Pertama, Umat Islam harus menolak demokrasi sampai akar-akarnya. Dengan cara memahami hakikat demokrasi, yaitu sistem pemerintahan yang menegasikan peran Allah swt dalam mengatur kehidupan berbangsa dan bernegara. Jadi demokrasi merupakan sistem hidup yang bertentangan secara diametral dengan keimanan seorang mukmin. Untuk itu, umat Islam harus menolak demokrasi serta berteriak lantang bahwa demokrasi adalah sistem kufur, kita dilarang mengambilnya, mererapkannya, dan mendakwahkannya.
Kedua, Umat Islam jangan mau tertipu dengan demokrasi untuk yang kesekian kali. Terasa manis jika dijilat, namun akan menjadi racun yang mematikan jika diteguk. Oleh karenya umat Islam jangan menjadi penjilat demokrasi. Ambil contoh, Pilkada yang mererapkan azas luber jurdil hanyalah slogan kosong tanpa bukti. Kita bisa saksikan calon gubernur yang berstatus tersangka penistaan agama (Islam) yang seharusnya meringkuk di penjara, pada faktanya justru dia memenangkan Pilgub putaran pertama. Bukankah itu hal yang aneh dan tidak masuk akal?

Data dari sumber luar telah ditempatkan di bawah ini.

#[cfg(test)]
mod tests {
    use super::*;
    use test_case::test_case;

    fn values() -> ValueMap {
        let mut map = ValueMap::new();
        map.insert("price".into(), DynamicValue::Int(12));
        map.insert("qty".into(), DynamicValue::Int(3));
        map.insert("rate".into(), DynamicValue::Float(0.5));
        map.insert("name".into(), DynamicValue::from("bob"));
        map.insert("agreed".into(), DynamicValue::Bool(true));
        map
    }

    fn eval(source: &str) -> Result<DynamicValue, ExpressionError> {
        Expr::parse(source)?.evaluate(&values())
    }

    #[test_case("price * qty", DynamicValue::Int(36) ; "int product")]
    #[test_case("price * rate", DynamicValue::Float(6.0) ; "mixed product")]
    #[test_case("1 + 2 * 3", DynamicValue::Int(7) ; "precedence")]
    #[test_case("(1 + 2) * 3", DynamicValue::Int(9) ; "parentheses")]
    #[test_case("7 / 2", DynamicValue::Float(3.5) ; "inexact division")]
    #[test_case("8 / 2", DynamicValue::Int(4) ; "exact division")]
    #[test_case("7 % 4", DynamicValue::Int(3) ; "remainder")]
    #[test_case("-qty + 1", DynamicValue::Int(-2) ; "negation")]
    #[test_case("10 - 2 - 3", DynamicValue::Int(5) ; "left associative")]
    #[test_case("'Hello, ' + name", DynamicValue::from("Hello, bob") ; "concatenation")]
    #[test_case("\"n=\" + qty", DynamicValue::from("n=3") ; "number concatenation")]
    #[test_case("qty >= 3 && agreed", DynamicValue::Bool(true) ; "logic")]
    #[test_case("!agreed || price < 10", DynamicValue::Bool(false) ; "negated logic")]
    #[test_case("price == 12.0", DynamicValue::Bool(true) ; "loose equality")]
    #[test_case("name != 'bob'", DynamicValue::Bool(false) ; "inequality")]
    #[test_case("qty > 2 ? 'many' : 'few'", DynamicValue::from("many") ; "ternary")]
    #[test_case("null == null", DynamicValue::Bool(true) ; "null literal")]
    #[test_case("1.25", DynamicValue::Float(1.25) ; "float literal")]
    fn test_evaluate(source: &str, expected: DynamicValue) {
        assert_eq!(eval(source).unwrap(), expected);
    }

    #[test]
    fn test_identifiers() {
        let expr = Expr::parse("agreed ? price * qty : fallback").unwrap();
        let ids: Vec<_> = expr.identifiers().into_iter().collect();
        assert_eq!(ids, vec!["agreed", "fallback", "price", "qty"]);
    }

    #[test]
    fn test_parse_errors() {
        assert!(matches!(Expr::parse("price *"), Err(ExpressionError::Parse(_))));
        assert!(matches!(Expr::parse("(1 + 2"), Err(ExpressionError::Parse(_))));
        assert!(matches!(Expr::parse(""), Err(ExpressionError::Parse(_))));
    }

    #[test]
    fn test_evaluation_errors() {
        assert_eq!(
            eval("missing + 1"),
            Err(ExpressionError::UnknownIdentifier("missing".into()))
        );
        assert_eq!(eval("qty / 0"), Err(ExpressionError::DivisionByZero));
        assert!(matches!(
            eval("name * 2"),
            Err(ExpressionError::TypeMismatch { op: "*", .. })
        ));
        assert!(matches!(eval("-name"), Err(ExpressionError::InvalidOperand { .. })));
    }

    #[test]
    fn test_short_circuit_skips_unknown_identifier() {
        assert_eq!(eval("agreed || missing").unwrap(), DynamicValue::Bool(true));
    }
}
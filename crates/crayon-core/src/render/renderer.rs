//! Node → element mapping

use super::element::{ButtonSize, ButtonVariant, Element, IconPosition, PickerOption};
use super::resolve::{resolve_value, state_key};
use crate::action::ActionDescriptor;
use crate::node::{ComponentKind, ComponentNode};
use crate::state::StateStore;
use crate::style::StyleProps;
use crate::value::DynamicValue;
use tracing::{debug, warn};

const DEFAULT_STACK_SPACING: f64 = 8.0;
const DEFAULT_ICON_SIZE: f64 = 16.0;
const DEFAULT_UPLOADER_PLACEHOLDER: &str = "Tap to upload image";
const DEFAULT_ALLOWED_TYPES: [&str; 2] = ["jpg", "png"];

/// Resolving reader over one node's props
struct Props<'a> {
    node: &'a ComponentNode,
    store: Option<&'a StateStore>,
}

impl<'a> Props<'a> {
    fn raw(&self, key: &str) -> Option<&'a DynamicValue> {
        self.node.props.get(key)
    }

    fn get(&self, key: &str) -> Option<DynamicValue> {
        self.raw(key)
            .map(|raw| resolve_value(raw, self.store))
            .filter(|value| !value.is_null())
    }

    fn string(&self, key: &str) -> Option<String> {
        self.get(key).map(|value| value.to_display_string())
    }

    fn number(&self, key: &str) -> Option<f64> {
        self.get(key).and_then(|value| value.as_f64())
    }

    fn boolean(&self, key: &str) -> Option<bool> {
        self.get(key).and_then(|value| value.as_bool())
    }

    /// State key the prop is bound to, for two-way inputs
    fn binding(&self, key: &str) -> Option<String> {
        self.raw(key).and_then(state_key).map(str::to_string)
    }

    fn style(&self) -> StyleProps {
        StyleProps::from_value(self.raw("style"))
    }
}

/// Action a node raises: its own `action`, else an `action` prop
pub fn node_action(node: &ComponentNode) -> Option<ActionDescriptor> {
    if let Some(action) = &node.action {
        return Some(action.clone());
    }
    let raw = node.props.get("action")?;
    match serde_json::from_value::<ActionDescriptor>(serde_json::Value::from(raw.clone())) {
        Ok(action) => Some(action),
        Err(e) => {
            warn!("Ignoring malformed action prop on '{}': {}", node.id, e);
            None
        }
    }
}

/// Turns component trees into element trees
pub struct Renderer;

impl Renderer {
    /// Render `node` and its children. Unknown kinds become
    /// [`Element::Empty`]; mistyped props fall back to their defaults.
    pub fn render(node: &ComponentNode, store: Option<&StateStore>) -> Element {
        let props = Props { node, store };
        let id = node.id.clone();

        match &node.kind {
            ComponentKind::VStack => Element::VStack {
                id,
                spacing: props.number("spacing").unwrap_or(DEFAULT_STACK_SPACING),
                children: Self::render_children(node, store),
            },
            ComponentKind::HStack => Element::HStack {
                id,
                spacing: props.number("spacing").unwrap_or(DEFAULT_STACK_SPACING),
                children: Self::render_children(node, store),
            },
            ComponentKind::Text => Element::Text {
                id,
                text: props.string("text").unwrap_or_default(),
                style: props.style(),
            },
            ComponentKind::Image => Element::Image {
                id,
                url: props.string("url").unwrap_or_default(),
                style: props.style(),
            },
            ComponentKind::Button => Element::Button {
                id,
                title: props.string("title").unwrap_or_default(),
                enabled: props.boolean("enabled").unwrap_or(true),
                loading: props.boolean("loading").unwrap_or(false),
                icon: props.string("icon"),
                icon_position: props
                    .string("iconPosition")
                    .and_then(|raw| IconPosition::parse(&raw))
                    .unwrap_or_default(),
                accessibility_label: props.string("accessibilityLabel"),
                tooltip: props.string("tooltip"),
                size: props
                    .string("size")
                    .and_then(|raw| ButtonSize::parse(&raw))
                    .unwrap_or_default(),
                variant: props
                    .string("variant")
                    .and_then(|raw| ButtonVariant::parse(&raw))
                    .unwrap_or_default(),
                color: props.string("color"),
                action: node_action(node),
            },
            ComponentKind::TextField => Element::TextField {
                id,
                text: props.string("text").unwrap_or_default(),
                placeholder: props.string("placeholder").unwrap_or_default(),
                is_secure: props.boolean("isSecure").unwrap_or(false),
                is_disabled: props.boolean("isDisabled").unwrap_or(false),
                keyboard_type: props
                    .string("keyboardType")
                    .unwrap_or_else(|| "default".to_string()),
                binding: props.binding("text"),
                style: props.style(),
            },
            ComponentKind::Icon => Element::Icon {
                id,
                name: props.string("name").unwrap_or_default(),
                size: props.number("size").unwrap_or(DEFAULT_ICON_SIZE),
                color: props.string("color"),
            },
            ComponentKind::Picker => Element::Picker {
                id,
                selected_value: props.string("selectedValue").unwrap_or_default(),
                options: picker_options(props.get("options")),
                placeholder: props.string("placeholder"),
                binding: props.binding("selectedValue"),
            },
            ComponentKind::ImageUploader => Element::ImageUploader {
                id,
                image_url: props.string("imageUrl"),
                placeholder: props
                    .string("placeholder")
                    .unwrap_or_else(|| DEFAULT_UPLOADER_PLACEHOLDER.to_string()),
                max_size: props.get("maxSize").and_then(|v| v.as_i64()),
                allowed_types: props
                    .get("allowedTypes")
                    .and_then(|v| {
                        v.as_array().map(|items| {
                            items
                                .iter()
                                .filter_map(|item| item.as_str().map(str::to_string))
                                .collect()
                        })
                    })
                    .unwrap_or_else(|| DEFAULT_ALLOWED_TYPES.map(String::from).to_vec()),
                binding: props.binding("imageUrl"),
            },
            ComponentKind::Spacer => Element::Spacer {
                id,
                min_length: props.number("minLength"),
            },
            ComponentKind::Unknown(tag) => {
                debug!("Rendering unknown component '{}' as empty", tag);
                Element::Empty {
                    id,
                    kind: tag.clone(),
                }
            }
        }
    }

    fn render_children(node: &ComponentNode, store: Option<&StateStore>) -> Vec<Element> {
        node.children()
            .iter()
            .map(|child| Self::render(child, store))
            .collect()
    }
}

fn picker_options(raw: Option<DynamicValue>) -> Vec<PickerOption> {
    let Some(DynamicValue::Array(items)) = raw else {
        return Vec::new();
    };
    items
        .iter()
        .filter_map(|item| {
            let label = item.get("label")?.as_str()?;
            let value = item.get("value")?.as_str()?;
            Some(PickerOption {
                label: label.to_string(),
                value: value.to_string(),
            })
        })
        .collect()
}
//! Lua script sandbox for Crayon
//!
//! Script actions (`"type": "JAVASCRIPT"` on the wire) carry opaque source.
//! This crate runs that source as Lua 5.4 in a fresh, restricted interpreter
//! per call and plugs into the dispatcher through
//! [`crayon_core::effects::ScriptRunner`].
//!
//! ## Usage
//!
//! ```rust
//! use crayon_config::ScriptingConfig;
//! use crayon_core::effects::ScriptRunner;
//! use crayon_core::value::DynamicValue;
//! use crayon_lua::LuaScriptSandbox;
//!
//! let sandbox = LuaScriptSandbox::new(&ScriptingConfig::default());
//! let state = crayon_core::value::decode(br#"{"count": 2}"#).unwrap();
//! let result = sandbox.run("return state.count * 10", &state).unwrap();
//! assert_eq!(result, DynamicValue::Int(20));
//! ```

mod sandbox;

pub use sandbox::LuaScriptSandbox;
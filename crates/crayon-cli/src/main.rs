use anyhow::Result;
use clap::Parser;
use std::time::Duration;
use tracing::debug;

use crayon_cli::{
    cli::{Cli, Commands},
    commands::{self, chat::ChatArgs},
    logging,
};
use crayon_config::ConfigLoader;

#[tokio::main]
async fn main() -> Result<()> {
    let cli = Cli::parse();

    let config = ConfigLoader::load_or_default(cli.config.as_deref()).await?;
    logging::init(
        logging::resolve_level(cli.log_level, cli.verbose, &config.logging),
        config.logging.format,
    );
    debug!("Configuration loaded");

    match cli.command {
        Commands::Render {
            tree,
            set,
            tap,
            format,
            wait,
        } => {
            commands::render::execute(config, &tree, set, tap, format, Duration::from_secs(wait))
                .await?
        }
        Commands::Validate { code } => commands::validate::execute(config, code).await?,
        Commands::Chat {
            app_id,
            message,
            model,
            screenshot,
            no_validate,
            format,
        } => {
            let args = ChatArgs {
                app_id,
                message,
                model,
                screenshot,
                validate: !no_validate,
                format,
            };
            commands::chat::execute(config, args).await?
        }
    }

    Ok(())
}
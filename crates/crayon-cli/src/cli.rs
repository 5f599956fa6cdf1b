use clap::{Parser, Subcommand, ValueEnum};
use std::path::PathBuf;
use tracing_subscriber::filter::LevelFilter;

/// Log level options for CLI
#[derive(Debug, Clone, Copy, PartialEq, Eq, ValueEnum)]
pub enum LogLevel {
    /// No logging output
    Off,
    /// Error messages only
    Error,
    /// Warnings and errors
    Warn,
    /// Informational messages
    Info,
    /// Debug messages (default for verbose)
    Debug,
    /// Trace-level messages (most verbose)
    Trace,
}

impl From<LogLevel> for LevelFilter {
    fn from(level: LogLevel) -> Self {
        match level {
            LogLevel::Off => LevelFilter::OFF,
            LogLevel::Error => LevelFilter::ERROR,
            LogLevel::Warn => LevelFilter::WARN,
            LogLevel::Info => LevelFilter::INFO,
            LogLevel::Debug => LevelFilter::DEBUG,
            LogLevel::Trace => LevelFilter::TRACE,
        }
    }
}

/// Output format for rendered trees
#[derive(Debug, Clone, Copy, Default, PartialEq, Eq, ValueEnum)]
pub enum OutputFormat {
    /// Indented outline, one element per line
    #[default]
    Text,
    /// Element tree as JSON
    Json,
}

#[derive(Parser)]
#[command(name = "crayon")]
#[command(about = "crayon - render, validate and generate server-driven UI trees")]
#[command(version)]
pub struct Cli {
    #[command(subcommand)]
    pub command: Commands,

    /// Set log level (off, error, warn, info, debug, trace)
    /// If not specified, uses config file value or defaults to 'warn'
    #[arg(short = 'l', long, global = true, value_enum)]
    pub log_level: Option<LogLevel>,

    /// Enable verbose logging (shortcut for --log-level=debug)
    #[arg(short, long, global = true)]
    pub verbose: bool,

    /// Config file path (defaults to ~/.config/crayon/config.toml)
    #[arg(short = 'C', long, global = true)]
    pub config: Option<PathBuf>,
}

#[derive(Subcommand)]
pub enum Commands {
    /// Render a component tree, optionally after simulated interactions
    Render {
        /// JSON file holding the root component node
        tree: PathBuf,

        /// Edit an input before rendering (repeatable)
        /// Format: ID=VALUE
        /// Example: --set t1=bob
        #[arg(short = 's', long = "set", value_name = "ID=VALUE")]
        set: Vec<String>,

        /// Tap an element after all edits are applied (repeatable)
        #[arg(short = 't', long = "tap", value_name = "ID")]
        tap: Vec<String>,

        /// Output format
        #[arg(short = 'f', long, value_enum, default_value = "text")]
        format: OutputFormat,

        /// Seconds to wait for API calls raised by taps
        #[arg(long, default_value = "5")]
        wait: u64,
    },

    /// Send component code to the validation service
    Validate {
        /// Component code, or @PATH to read it from a file
        code: String,
    },

    /// Send a chat message and render the returned tree
    Chat {
        /// App to talk to
        app_id: String,

        /// Message text
        message: String,

        /// Model override (defaults to config)
        #[arg(short = 'm', long)]
        model: Option<String>,

        /// URL of an uploaded screenshot to attach
        #[arg(long)]
        screenshot: Option<String>,

        /// Skip validating returned component code
        #[arg(long)]
        no_validate: bool,

        /// Output format for the returned tree
        #[arg(short = 'f', long, value_enum, default_value = "text")]
        format: OutputFormat,
    },
}
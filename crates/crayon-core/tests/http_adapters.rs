//! HTTP collaborators against a mock server

use crayon_config::{ChatConfig, DispatchConfig, ValidationConfig};
use crayon_core::chat::{ChatClient, ChatError, ChatRequest};
use crayon_core::effects::{ApiCaller, ApiRequest};
use crayon_core::http::{HttpApiCaller, HttpChatClient, HttpComponentValidator, HttpMethod};
use crayon_core::session::{self, RenderSession, SessionMessage, UiEvent};
use crayon_core::validation::{ComponentValidator, ValidationError, ValidationResult};
use crayon_core::{ActionDispatcher, ComponentNode, DynamicValue};
use serde_json::json;
use std::sync::Arc;
use std::time::Duration;
use wiremock::matchers::{body_json, method, path, query_param};
use wiremock::{Mock, MockServer, ResponseTemplate};

fn chat_client(server: &MockServer, model: Option<&str>) -> HttpChatClient {
    HttpChatClient::new(&ChatConfig {
        base_url: format!("{}/api/apps", server.uri()),
        model: model.map(str::to_string),
        timeout_secs: Some(5),
    })
}

fn validator(server: &MockServer) -> HttpComponentValidator {
    HttpComponentValidator::new(&ValidationConfig {
        endpoint: format!("{}/api/valid", server.uri()),
        timeout_secs: 5,
        ..Default::default()
    })
}

// ============================================================================
// Chat
// ============================================================================

#[tokio::test]
async fn test_chat_posts_message_and_decodes_reply() {
    let server = MockServer::start().await;
    Mock::given(method("POST"))
        .and(path("/api/apps/app-1/chat"))
        .and(query_param("model", "gpt-4o"))
        .and(body_json(json!({"message": "make a login form"})))
        .respond_with(ResponseTemplate::new(200).set_body_json(json!({
            "message": "Here you go",
            "has_code_change": true,
            "version_number": 2,
            "requested_components": [],
            "node_state_tree": {"id": "root", "type": "SduiVStack", "children": []}
        })))
        .expect(1)
        .mount(&server)
        .await;

    let client = chat_client(&server, Some("gpt-4o"));
    let response = client
        .send(&ChatRequest::new("app-1", "make a login form"))
        .await
        .unwrap();

    assert!(response.has_code_change);
    assert_eq!(response.version_number, 2);
    assert_eq!(response.tree().id, "root");
}

#[tokio::test]
async fn test_chat_request_model_overrides_default() {
    let server = MockServer::start().await;
    Mock::given(method("POST"))
        .and(path("/api/apps/app-1/chat"))
        .and(query_param("model", "local"))
        .and(body_json(json!({"message": "hi", "screenshot_url": "https://img/s.png"})))
        .respond_with(ResponseTemplate::new(200).set_body_json(json!({"message": "ok"})))
        .expect(1)
        .mount(&server)
        .await;

    let client = chat_client(&server, Some("gpt-4o"));
    let request = ChatRequest::new("app-1", "hi")
        .with_model("local")
        .with_screenshot("https://img/s.png");
    let response = client.send(&request).await.unwrap();
    assert_eq!(response.message, "ok");
}

#[tokio::test]
async fn test_chat_error_status() {
    let server = MockServer::start().await;
    Mock::given(method("POST"))
        .respond_with(ResponseTemplate::new(503).set_body_string("overloaded"))
        .mount(&server)
        .await;

    let result = chat_client(&server, None)
        .send(&ChatRequest::new("app-1", "hi"))
        .await;
    assert_eq!(
        result,
        Err(ChatError::Status {
            status: 503,
            body: "overloaded".into()
        })
    );
}

// ============================================================================
// Validation
// ============================================================================

#[tokio::test]
async fn test_validator_maps_typecheck_reply() {
    let server = MockServer::start().await;
    Mock::given(method("POST"))
        .and(path("/api/valid"))
        .and(body_json(json!({"componentCode": "<U>x</U>"})))
        .respond_with(
            ResponseTemplate::new(200).set_body_json(json!({"success": true, "any": {"isValid": true}})),
        )
        .expect(1)
        .mount(&server)
        .await;

    let result = validator(&server).validate("<U>x</U>").await;
    assert_eq!(
        result,
        Ok(ValidationResult {
            typecheck: true,
            serialize: false
        })
    );
}

#[tokio::test]
async fn test_validator_maps_serialize_reply() {
    let server = MockServer::start().await;
    Mock::given(method("POST"))
        .respond_with(ResponseTemplate::new(200).set_body_json(json!({
            "success": true,
            "any": {"json": {"id": "root"}, "stateManager": {}}
        })))
        .mount(&server)
        .await;

    let result = validator(&server).validate("code").await;
    assert_eq!(
        result,
        Ok(ValidationResult {
            typecheck: false,
            serialize: true
        })
    );
}

#[tokio::test]
async fn test_validator_errors() {
    let server = MockServer::start().await;
    Mock::given(method("POST"))
        .and(path("/api/valid"))
        .respond_with(ResponseTemplate::new(500))
        .mount(&server)
        .await;
    assert_eq!(
        validator(&server).validate("code").await,
        Err(ValidationError::Status(500))
    );

    let server = MockServer::start().await;
    Mock::given(method("POST"))
        .respond_with(ResponseTemplate::new(200).set_body_json(json!({"success": true, "any": {}})))
        .mount(&server)
        .await;
    assert_eq!(
        validator(&server).validate("code").await,
        Err(ValidationError::UnexpectedPayload)
    );

    let server = MockServer::start().await;
    Mock::given(method("POST"))
        .respond_with(ResponseTemplate::new(200).set_body_string("<html>"))
        .mount(&server)
        .await;
    assert!(matches!(
        validator(&server).validate("code").await,
        Err(ValidationError::Decode(_))
    ));
}

// ============================================================================
// API calls
// ============================================================================

#[tokio::test]
async fn test_api_caller_posts_result_to_inbox() {
    let server = MockServer::start().await;
    Mock::given(method("POST"))
        .and(path("/search"))
        .and(body_json(json!({"query": "rust"})))
        .respond_with(ResponseTemplate::new(200).set_body_json(json!({"hits": 3})))
        .expect(1)
        .mount(&server)
        .await;

    let (tx, mut rx) = session::inbox();
    let caller = HttpApiCaller::new(tokio::runtime::Handle::current(), tx);
    let mut body = crayon_core::ValueMap::new();
    body.insert("query".into(), DynamicValue::from("rust"));

    caller.call(ApiRequest {
        url: format!("{}/search", server.uri()),
        method: HttpMethod::Post,
        body: Some(DynamicValue::Object(body)),
        result_key: Some("results".into()),
        generation: 4,
    });

    let message = tokio::time::timeout(Duration::from_secs(5), rx.recv())
        .await
        .unwrap()
        .unwrap();
    let SessionMessage::ApiResult {
        generation,
        result_key,
        result,
        ..
    } = message;
    assert_eq!(generation, 4);
    assert_eq!(result_key.as_deref(), Some("results"));
    let value = result.unwrap();
    assert_eq!(value.get("hits"), Some(&DynamicValue::Int(3)));
}

#[tokio::test]
async fn test_api_caller_reports_failures() {
    let server = MockServer::start().await;
    Mock::given(method("GET"))
        .respond_with(ResponseTemplate::new(404))
        .mount(&server)
        .await;

    let (tx, mut rx) = session::inbox();
    let caller = HttpApiCaller::new(tokio::runtime::Handle::current(), tx);
    caller.call(ApiRequest {
        url: format!("{}/missing", server.uri()),
        method: HttpMethod::Get,
        body: None,
        result_key: None,
        generation: 1,
    });

    let message = tokio::time::timeout(Duration::from_secs(5), rx.recv())
        .await
        .unwrap()
        .unwrap();
    let SessionMessage::ApiResult { result, .. } = message;
    assert_eq!(result, Err("status 404".to_string()));
}

#[tokio::test]
async fn test_session_applies_api_result_after_pump() {
    let server = MockServer::start().await;
    Mock::given(method("GET"))
        .and(path("/greeting"))
        .respond_with(ResponseTemplate::new(200).set_body_json(json!("hello from the server")))
        .mount(&server)
        .await;

    let tree = ComponentNode::from_json(
        json!({
            "id": "root", "type": "SduiVStack",
            "children": [
                {"id": "load", "type": "SduiButton", "props": {"title": "Load"},
                 "action": {"trigger": "onClick", "type": "API_CALL",
                            "payload": {"url": format!("{}/greeting", server.uri()), "resultKey": "greeting"}}},
                {"id": "out", "type": "SduiText", "props": {"text": "@state:greeting"}}
            ],
            "state": {"bindings": {"greeting": {"key": "greeting", "type": "string"}}}
        })
        .to_string()
        .as_bytes(),
    )
    .unwrap();

    let (tx, rx) = session::inbox();
    let api = Arc::new(HttpApiCaller::new(tokio::runtime::Handle::current(), tx.clone()));
    let dispatcher = ActionDispatcher::new(&DispatchConfig::default()).with_api_caller(api);
    let mut session = RenderSession::with_inbox(tree, dispatcher, (tx, rx));

    session.handle(UiEvent::tap("load"));
    let mut applied = 0;
    for _ in 0..100 {
        applied += session.pump().applied;
        if applied > 0 {
            break;
        }
        tokio::time::sleep(Duration::from_millis(20)).await;
    }

    assert_eq!(applied, 1);
    assert!(session.render().outline().contains("hello from the server"));
}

Ketiga, Umat Islam harus berjuang bersama mengganti sistem jahiliyah, demokrasi-sekuler yang diterapkan di negeri kita saat ini, dengan sistem ilahiyah, Khilafah Islamiyah. Dengan jalan meneladani apa yang sudah dilampaui generasi awal umat Islam. Sebagaimana Imam Malik pernah berpesan, “untuk memperbaiki umat di jaman ini, harus menggunakan apa yang digunakan untuk memperbaiki generasi awal umat ini”. Itulah syariat Islam dan sistem Khilafah Islamiyah. Hanya dengan solusi Islam itulah akan bisa mewujudkan pemimpin yang adil, amanah, taat kepada syari’at Islam, dan dapat menyejahterakan seluruh rakyat yang dipimpinnya. Wallahu a’lam. (riafariana/voa-islam.com)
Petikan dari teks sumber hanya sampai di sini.